La previsione delle tendenze migratorie, a differenza degli emendamenti proposti dal Parlamento, non è stata inclusa nella lista ad alto rischio. Inoltre, i database delle migrazioni (come Eurodac e ETIAS) dovranno essere conformi all’AI Act solo a partire dal 2030, gli Stati membri potranno esentarsi dalla regolamentazione per ogni questione considerata di “pubblica sicurezza” e non viene proibita l’esportazione in Paesi terzi di una tecnologia vietata in Ue.

“Nel corso di tutta la negoziazione, i rappresentati dei Governi riuniti all’interno del Consiglio si sono altamente opposti alla proibizione di sistemi utilizzati nel contesto migratorio – spiega Rodelli – Basta guardare alle ultime legislazioni varate in tema di politiche migratorie, come il Regolamento sull’Interoperabilità del 2019 o i recenti Schengen Borders Code o il Patto sull’Asilo e Migrazione. Proibire l’utilizzo di sistemi basati sull’IA all’interno dell’AI Act è in direzione opposta dell’agenda di sorveglianza delle migrazioni dell’Ue” e all’interesse delle aziende tecnologiche di sperimentare i propri prodotti su chi è più vulnerabile.

Infine, mentre l’obbligo di trasparenza imporrà a tutte le autorità che utilizzano sistemi ad alto rischio di registrarne le informazioni in un database pubblico, per quanto riguarda le forze dell’ordine e le autorità di controllo delle migrazioni vi sarà una sezione non pubblica del database. Ciò renderà impossibile per gli individui interessati, la società civile o i giornalisti conoscere quali tecnologie vengono utilizzate, dove, su chi e sfidarne gli esiti ritenuti scorretti e discriminatori.
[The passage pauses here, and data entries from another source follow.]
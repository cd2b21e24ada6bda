use std::sync::atomic::{AtomicBool, Ordering};
use std::sync::Arc;

use chrono::Local;
use tokio::sync::Semaphore;
use tokio::task::JoinSet;
use tokio_util::sync::CancellationToken;

use crate::aggregate::Aggregator;
use crate::model::{NetworkMember, PageKind, Query, QueryResult, Relation, TagCount};
use crate::paginate::Paginator;
use crate::request::{HttpFetcher, PageFetcher};
use crate::{info_time, Config, Result};

/// Handle to everything queries share: configuration, the fetcher, the
/// throttle flag and the cancellation token. Cheap to clone; clones share state.
#[derive(Clone)]
pub struct Session {
    inner: Arc<Inner>,
}

struct Inner {
    config: Config,
    fetcher: Arc<dyn PageFetcher>,
    // Set by the first page found throttled, never cleared.
    throttled: AtomicBool,
    cancel: CancellationToken,
    limiter: Semaphore,
}

impl Session {
    /// Session over a `reqwest` client configured from `config`.
    pub fn new(config: Config) -> Result<Self> {
        config.validate()?;
        let fetcher = HttpFetcher::new(&config)?;
        Self::with_fetcher(config, Arc::new(fetcher))
    }

    pub fn with_fetcher(config: Config, fetcher: Arc<dyn PageFetcher>) -> Result<Self> {
        config.validate()?;
        let limiter = Semaphore::new(config.concurrency_limit);
        Ok(Self {
            inner: Arc::new(Inner {
                config,
                fetcher,
                throttled: AtomicBool::new(false),
                cancel: CancellationToken::new(),
                limiter,
            }),
        })
    }

    pub fn config(&self) -> &Config {
        &self.inner.config
    }

    /// Cancelling the token stops every query of this session at its next page.
    pub fn cancellation(&self) -> CancellationToken {
        self.inner.cancel.clone()
    }

    /// Whether the site has throttled any query of this session.
    pub fn is_throttled(&self) -> bool {
        self.inner.throttled.load(Ordering::Acquire)
    }

    pub(crate) fn mark_throttled(&self) {
        self.inner.throttled.store(true, Ordering::Release);
    }

    pub(crate) fn fetcher(&self) -> &dyn PageFetcher {
        self.inner.fetcher.as_ref()
    }

    /// Public bookmarks of `url` with their tags and dates, plus the title,
    /// total and top tags the site reports for it.
    pub async fn get_url_history(&self, url: &str) -> Result<QueryResult> {
        let summary = Query::url_summary(url)?;
        let history = Query::url_history(url)?;
        let _permit = self.inner.limiter.acquire().await.ok();

        let start_time = Local::now();
        let mut aggregator = Aggregator::new(PageKind::BookmarkHistory, history.subject())
            .with_bookmark_limit(self.config().bookmark_limit());
        self.drive(summary, &mut aggregator).await?;
        self.drive(history, &mut aggregator).await?;
        let result = aggregator.finish();
        info_time!(
            start_time,
            "Fetched history of {url}: {} bookmarks over {} pages",
            result.bookmark_count,
            result.pages_fetched
        );
        Ok(result)
    }

    /// Bookmarks of `username`. With the password all of them are read from the
    /// authenticated posts API, private bookmarks included.
    pub async fn get_user_bookmarks(
        &self,
        username: &str,
        password: Option<&str>,
    ) -> Result<QueryResult> {
        let query = Query::user_bookmarks(username, password)?;
        let _permit = self.inner.limiter.acquire().await.ok();

        let start_time = Local::now();
        let mut aggregator = Aggregator::new(query.kind(), query.subject())
            .with_bookmark_limit(self.config().bookmark_limit());
        self.drive(query, &mut aggregator).await?;
        let result = aggregator.finish();
        info_time!(
            start_time,
            "Fetched bookmarks of {username}: {} bookmarks over {} pages",
            result.bookmark_count,
            result.pages_fetched
        );
        Ok(result)
    }

    /// The full public tag vocabulary of `username`, in the order the site lists it.
    pub async fn get_user_tags(&self, username: &str) -> Result<Vec<TagCount>> {
        let query = Query::user_tags(username)?;
        let _permit = self.inner.limiter.acquire().await.ok();

        let mut aggregator = Aggregator::new(query.kind(), query.subject());
        self.drive(query, &mut aggregator).await?;
        let tags = aggregator.into_tags();
        info_time!("Fetched {} tags of {username}", tags.len());
        Ok(tags)
    }

    /// Members of the network of `username`, followed by their fans.
    pub async fn get_user_network(&self, username: &str) -> Result<Vec<NetworkMember>> {
        let members = Query::user_network(username, Relation::Member)?;
        let fans = Query::user_network(username, Relation::Fan)?;
        let _permit = self.inner.limiter.acquire().await.ok();

        let mut aggregator = Aggregator::new(PageKind::UserNetwork, members.subject());
        self.drive(members, &mut aggregator).await?;
        self.drive(fans, &mut aggregator).await?;
        let network = aggregator.into_members();
        info_time!("Fetched {} network entries of {username}", network.len());
        Ok(network)
    }

    /// Histories of several URLs, at most `concurrency_limit` at a time.
    /// Results come back in input order; one URL failing does not stop the others.
    pub async fn get_url_histories<I, S>(&self, urls: I) -> Result<Vec<(String, Result<QueryResult>)>>
    where
        I: IntoIterator<Item = S>,
        S: Into<String>,
    {
        let mut task_set = JoinSet::new();
        for (i, url) in urls.into_iter().map(Into::into).enumerate() {
            task_set.spawn({
                // Session is an Arc, clones are cheap
                let session = self.clone();
                async move {
                    let res = session.get_url_history(&url).await;
                    (i, url, res)
                }
            });
        }

        let mut results = Vec::with_capacity(task_set.len());
        while let Some(task) = task_set.join_next().await {
            results.push(task?);
        }
        results.sort_unstable_by_key(|(i, _, _)| *i);
        Ok(results.into_iter().map(|(_, url, res)| (url, res)).collect())
    }

    /// Feeds the pages of `query` into `aggregator` until the walk ends or the
    /// aggregator holds enough bookmarks. A throttle failure takes along
    /// whatever the aggregator already holds.
    async fn drive(&self, query: Query, aggregator: &mut Aggregator) -> Result<()> {
        let mut paginator = Paginator::new(self, query);
        loop {
            match paginator.next_page().await {
                Ok(Some(page)) => {
                    aggregator.push(page);
                    if aggregator.bookmarks_full() {
                        aggregator.set_bookmark_limit_reached();
                        break;
                    }
                }
                Ok(None) => break,
                Err(err) => {
                    let partial = aggregator.partial();
                    return Err(if partial.is_empty() {
                        err
                    } else {
                        err.with_partial(partial)
                    });
                }
            }
        }
        aggregator.set_page_limit_reached(paginator.page_limit_reached());
        Ok(())
    }
}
“A livello politico – commenta Rodelli – ciò rafforza la cultura secondo la quale le autorità che lavorano nel contesto migratorio non devono sottostare alle stesse regole delle altre. Normalizza l’idea che le persone migranti abbiano uno status inferiore e quindi abbiano diritto a meno protezioni. Tutto ciò concorrerà a rafforzare la cultura dell’impunità nei confronti delle autorità che violano i loro diritti.”

Esistono applicazioni positive dell’IA per i migranti, ma gli usi negativi sono maggiori

È possibile utilizzare le tecnologie digitali e basate sull’IA in favore delle persone migranti anziché per violare i loro diritti? Un esempio interessante è il progetto Match’In sviluppato in Germania per aiutare la collocazione dei richiedenti asilo. Un algoritmo analizza alcune caratteristiche del richiedente asilo, come la salute, la professione, lo stato familiare, per suggerire in quali municipalità è più probabile che riesca a trovare lavoro e a integrarsi. Il punto di forza di questo progetto è avere consultato anche i rappresentanti dei richiedenti asilo per il suo sviluppo. 

Funzionamento del progetto Match’In (© matchin-projekt.de/en)

Inoltre, alcune organizzazioni non governative hanno già introdotto l’uso di droni per localizzare più velocemente le imbarcazioni nel Mar Mediterraneo e aiutare le operazioni di salvataggio, ad esempio esiste il progetto tedesco SearchWing. Anche le tecnologie di previsione delle tendenze migratorie potrebbero permettere ai Governi e alle organizzazioni umanitarie di prepararsi ad accogliere le persone sfollate.
Il problema è che finché nell’Unione europea prevarrà la volontà di respingere le persone migranti e non di accoglierle, ogni applicazione dell’intelligenza artificiale finirà per avere più risvolti negativi che positivi. Come conclude Rodelli, “il punto non sono i sistemi basati sull’IA, ma come vengono utilizzati per scopi di sorveglianza e punitivi nei confronti delle persone che non hanno altro modo per arrivare in Europa se non attraverso vie irregolari.”